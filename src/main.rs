//! alris-sync: headless load of the dashboard snapshot.
//!
//! Reads ~/.alris/config.json, performs the strict initial load and logs a
//! summary of what the dashboard would show.

use alris_lib::config::load_config;
use alris_lib::health::fetch_health;
use alris_lib::risk::{aggregate_by_region, aggregate_by_zone, state_risk_rows};
use alris_lib::Dashboard;

#[tokio::main]
async fn main() -> anyhow::Result<()> {
    alris_lib::init_logging();

    let config = load_config().map_err(|e| anyhow::anyhow!("Failed to load ALRIS config: {e}"))?;
    let top = config.top_anomalies;
    let dashboard = Dashboard::from_config(config)?;

    let health = fetch_health(dashboard.gateway()).await;
    log::info!(
        "Backend: {} (engine {}, {} active blocks)",
        health.status,
        health.engine_health,
        health.active_blocks
    );

    let snapshot = dashboard
        .initial_load()
        .await
        .map_err(|e| anyhow::anyhow!("{e}. {}", e.recovery_suggestion()))?;

    let counts = snapshot.ranked.severity_counts();
    log::info!(
        "Anomalies: {} unique ({} duplicates dropped) | critical {} high {} medium {} low {}",
        snapshot.ranked.len(),
        snapshot.ranked.duplicates_dropped,
        counts.critical,
        counts.high,
        counts.medium,
        counts.low + counts.unknown
    );
    for record in snapshot.ranked.top(top) {
        log::info!(
            "  [{}] {} {} ({})",
            record.severity.as_str(),
            record.region_label().unwrap_or("-"),
            record.anomaly_type,
            record.date.as_deref().unwrap_or("-")
        );
    }

    for zone in aggregate_by_zone(&snapshot.ranked.records).values() {
        log::info!(
            "Zone {}: score {} over {} anomalies -> {}",
            zone.zone.label(),
            zone.weighted_score,
            zone.anomaly_count,
            zone.bucket().label()
        );
    }
    if let Some((region, weight)) = aggregate_by_region(&snapshot.ranked.records)
        .into_iter()
        .max_by_key(|(_, weight)| *weight)
    {
        log::info!("Heaviest region: {} (weighted severity {})", region, weight);
    }
    match state_risk_rows(&snapshot.social_risk).first() {
        Some(worst) => log::info!(
            "Highest state risk: {} ({:.1}, {})",
            worst.state,
            worst.score,
            worst.bucket.label()
        ),
        None => log::info!("Highest state risk: no social-risk data"),
    }
    log::info!(
        "Forecast: {} | {} recommendations | {} watchlisted entities",
        snapshot.forecast.model_label(),
        snapshot.recommendations.len(),
        snapshot.watchlist.len()
    );

    match dashboard.preferences() {
        Ok(prefs) => {
            let translations = dashboard.translations(&prefs).await;
            log::info!(
                "Locale: {} ({})",
                translations.locale().code(),
                translations.t("dashboard.title")
            );
        }
        Err(e) => log::warn!("Locale preference unavailable: {}", e),
    }

    Ok(())
}
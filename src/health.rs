//! Backend health polling.
//!
//! Polls `/api/stats` on a fixed interval and publishes the result on the
//! event bus. Never touches the snapshot.

use std::sync::Arc;
use std::time::Duration;

use serde::{Deserialize, Serialize};
use serde_json::Value;
use tokio::sync::Notify;

use crate::events::{DashboardEvent, EventBus};
use crate::gateway::FetchGateway;

pub const STATS_ENDPOINT: &str = "/api/stats";

#[derive(Debug, Clone, PartialEq, Serialize, Deserialize)]
pub struct HealthStatus {
    #[serde(default = "offline")]
    pub status: String,
    #[serde(default = "unavailable")]
    pub engine_health: String,
    #[serde(default)]
    pub last_updated: Option<String>,
    /// Display text; the backend reports this as e.g. "1.4 Billion+".
    #[serde(default, deserialize_with = "crate::types::de_opt_string")]
    pub total_records: Option<String>,
    #[serde(default)]
    pub active_blocks: u64,
}

fn offline() -> String {
    "Offline".to_string()
}

fn unavailable() -> String {
    "Unavailable".to_string()
}

impl Default for HealthStatus {
    fn default() -> Self {
        Self {
            status: offline(),
            engine_health: unavailable(),
            last_updated: None,
            total_records: None,
            active_blocks: 0,
        }
    }
}

impl HealthStatus {
    pub fn is_online(&self) -> bool {
        !self.status.eq_ignore_ascii_case("offline")
    }

    /// Field-by-field parse of a stats payload. An unexpected shape in one
    /// field falls back to that field's default only.
    pub fn from_value(value: &Value) -> Self {
        let text = |key: &str| match value.get(key) {
            Some(Value::String(s)) if !s.trim().is_empty() => Some(s.clone()),
            Some(Value::Number(n)) => Some(n.to_string()),
            _ => None,
        };
        let active_blocks = match value.get("active_blocks") {
            Some(Value::Number(n)) => n
                .as_u64()
                .or_else(|| n.as_f64().filter(|f| *f >= 0.0).map(|f| f as u64))
                .unwrap_or(0),
            Some(Value::String(s)) => s.trim().parse().unwrap_or(0),
            _ => 0,
        };
        Self {
            status: text("status").unwrap_or_else(offline),
            engine_health: text("engine_health").unwrap_or_else(unavailable),
            last_updated: text("last_updated"),
            total_records: text("total_records"),
            active_blocks,
        }
    }
}

/// Fetch the stats endpoint, degrading to the offline status.
pub async fn fetch_health(gateway: &FetchGateway) -> HealthStatus {
    let value = match gateway.fetch_endpoint(STATS_ENDPOINT).await {
        Ok(v) => v,
        Err(e) => {
            log::debug!("Health poller: stats unavailable: {}", e);
            return HealthStatus::default();
        }
    };
    if !value.is_object() {
        log::warn!("Health poller: stats payload is not an object");
        return HealthStatus::default();
    }
    HealthStatus::from_value(&value)
}

/// Poll until `shutdown` is notified. The first poll runs immediately.
pub async fn run_health_poller(
    gateway: Arc<FetchGateway>,
    bus: Arc<EventBus>,
    interval: Duration,
    shutdown: Arc<Notify>,
) {
    log::info!("Health poller: started ({}s interval)", interval.as_secs());
    let mut last_online: Option<bool> = None;

    loop {
        let status = fetch_health(&gateway).await;
        let online = status.is_online();
        if last_online != Some(online) {
            if online {
                log::info!("Health poller: backend online ({})", status.engine_health);
            } else {
                log::warn!("Health poller: backend offline");
            }
            last_online = Some(online);
        }
        bus.publish(DashboardEvent::HealthUpdated { status });

        tokio::select! {
            _ = tokio::time::sleep(interval) => {},
            _ = shutdown.notified() => {
                log::info!("Health poller: shutting down");
                return;
            },
        }
    }
}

☆ ☆ ☆ ☆ ☆ ☆ ☆

▸ Task brief:
Quote every entry exactly.

▸ Task answer:
filename src/main.rs
//! alris-sync: headless load of the dashboard snapshot.
//!
//! Reads ~/.alris/config.json, performs the strict initial load and logs a
//! summary of what the dashboard would show.

use alris_lib::config::load_config;
use alris_lib::health::fetch_health;
use alris_lib::risk::{aggregate_by_region, aggregate_by_zone, state_risk_rows};
use alris_lib::Dashboard;

#[tokio::main]
async fn main() -> anyhow::Result<()> {
    alris_lib::init_logging();

    let config = load_config().map_err(|e| anyhow::anyhow!("Failed to load ALRIS config: {e}"))?;
    let top = config.top_anomalies;
    let dashboard = Dashboard::from_config(config)?;

    let health = fetch_health(dashboard.gateway()).await;
    log::info!(
        "Backend: {} (engine {}, {} active blocks)",
        health.status,
        health.engine_health,
        health.active_blocks
    );

    let snapshot = dashboard
        .initial_load()
        .await
        .map_err(|e| anyhow::anyhow!("{e}. {}", e.recovery_suggestion()))?;

    let counts = snapshot.ranked.severity_counts();
    log::info!(
        "Anomalies: {} unique ({} duplicates dropped) | critical {} high {} medium {} low {}",
        snapshot.ranked.len(),
        snapshot.ranked.duplicates_dropped,
        counts.critical,
        counts.high,
        counts.medium,
        counts.low + counts.unknown
    );
    for record in snapshot.ranked.top(top) {
        log::info!(
            "  [{}] {} {} ({})",
            record.severity.as_str(),
            record.region_label().unwrap_or("-"),
            record.anomaly_type,
            record.date.as_deref().unwrap_or("-")
        );
    }

    for zone in aggregate_by_zone(&snapshot.ranked.records).values() {
        log::info!(
            "Zone {}: score {} over {} anomalies -> {}",
            zone.zone.label(),
            zone.weighted_score,
            zone.anomaly_count,
            zone.bucket().label()
        );
    }
    if let Some((region, weight)) = aggregate_by_region(&snapshot.ranked.records)
        .into_iter()
        .max_by_key(|(_, weight)| *weight)
    {
        log::info!("Heaviest region: {} (weighted severity {})", region, weight);
    }
    match state_risk_rows(&snapshot.social_risk).first() {
        Some(worst) => log::info!(
            "Highest state risk: {} ({:.1}, {})",
            worst.state,
            worst.score,
            worst.bucket.label()
        ),
        None => log::info!("Highest state risk: no social-risk data"),
    }
    log::info!(
        "Forecast: {} | {} recommendations | {} watchlisted entities",
        snapshot.forecast.model_label(),
        snapshot.recommendations.len(),
        snapshot.watchlist.len()
    );

    match dashboard.preferences() {
        Ok(prefs) => {
            let translations = dashboard.translations(&prefs).await;
            log::info!(
                "Locale: {} ({})",
                translations.locale().code(),
                translations.t("dashboard.title")
            );
        }
        Err(e) => log::warn!("Locale preference unavailable: {}", e),
    }

    Ok(())
}
filename src/health.rs
//! Backend health polling.
//!
//! Polls `/api/stats` on a fixed interval and publishes the result on the
//! event bus. Never touches the snapshot.

use std::sync::Arc;
use std::time::Duration;

use serde::{Deserialize, Serialize};
use serde_json::Value;
use tokio::sync::Notify;

use crate::events::{DashboardEvent, EventBus};
use crate::gateway::FetchGateway;

pub const STATS_ENDPOINT: &str = "/api/stats";

#[derive(Debug, Clone, PartialEq, Serialize, Deserialize)]
pub struct HealthStatus {
    #[serde(default = "offline")]
    pub status: String,
    #[serde(default = "unavailable")]
    pub engine_health: String,
    #[serde(default)]
    pub last_updated: Option<String>,
    /// Display text; the backend reports this as e.g. "1.4 Billion+".
    #[serde(default, deserialize_with = "crate::types::de_opt_string")]
    pub total_records: Option<String>,
    #[serde(default)]
    pub active_blocks: u64,
}

fn offline() -> String {
    "Offline".to_string()
}

fn unavailable() -> String {
    "Unavailable".to_string()
}

impl Default for HealthStatus {
    fn default() -> Self {
        Self {
            status: offline(),
            engine_health: unavailable(),
            last_updated: None,
            total_records: None,
            active_blocks: 0,
        }
    }
}

impl HealthStatus {
    pub fn is_online(&self) -> bool {
        !self.status.eq_ignore_ascii_case("offline")
    }

    /// Field-by-field parse of a stats payload. An unexpected shape in one
    /// field falls back to that field's default only.
    pub fn from_value(value: &Value) -> Self {
        let text = |key: &str| match value.get(key) {
            Some(Value::String(s)) if !s.trim().is_empty() => Some(s.clone()),
            Some(Value::Number(n)) => Some(n.to_string()),
            _ => None,
        };
        let active_blocks = match value.get("active_blocks") {
            Some(Value::Number(n)) => n
                .as_u64()
                .or_else(|| n.as_f64().filter(|f| *f >= 0.0).map(|f| f as u64))
                .unwrap_or(0),
            Some(Value::String(s)) => s.trim().parse().unwrap_or(0),
            _ => 0,
        };
        Self {
            status: text("status").unwrap_or_else(offline),
            engine_health: text("engine_health").unwrap_or_else(unavailable),
            last_updated: text("last_updated"),
            total_records: text("total_records"),
            active_blocks,
        }
    }
}

/// Fetch the stats endpoint, degrading to the offline status.
pub async fn fetch_health(gateway: &FetchGateway) -> HealthStatus {
    let value = match gateway.fetch_endpoint(STATS_ENDPOINT).await {
        Ok(v) => v,
        Err(e) => {
            log::debug!("Health poller: stats unavailable: {}", e);
            return HealthStatus::default();
        }
    };
    if !value.is_object() {
        log::warn!("Health poller: stats payload is not an object");
        return HealthStatus::default();
    }
    HealthStatus::from_value(&value)
}

/// Poll until `shutdown` is notified. The first poll runs immediately.
pub async fn run_health_poller(
    gateway: Arc<FetchGateway>,
    bus: Arc<EventBus>,
    interval: Duration,
    shutdown: Arc<Notify>,
) {
    log::info!("Health poller: started ({}s interval)", interval.as_secs());
    let mut last_online: Option<bool> = None;

    loop {
        let status = fetch_health(&gateway).await;
        let online = status.is_online();
        if last_online != Some(online) {
            if online {
                log::info!("Health poller: backend online ({})", status.engine_health);
            } else {
                log::warn!("Health poller: backend offline");
            }
            last_online = Some(online);
        }
        bus.publish(DashboardEvent::HealthUpdated { status });

        tokio::select! {
            _ = tokio::time::sleep(interval) => {},
            _ = shutdown.notified() => {
                log::info!("Health poller: shutting down");
                return;
            },
        }
    }
}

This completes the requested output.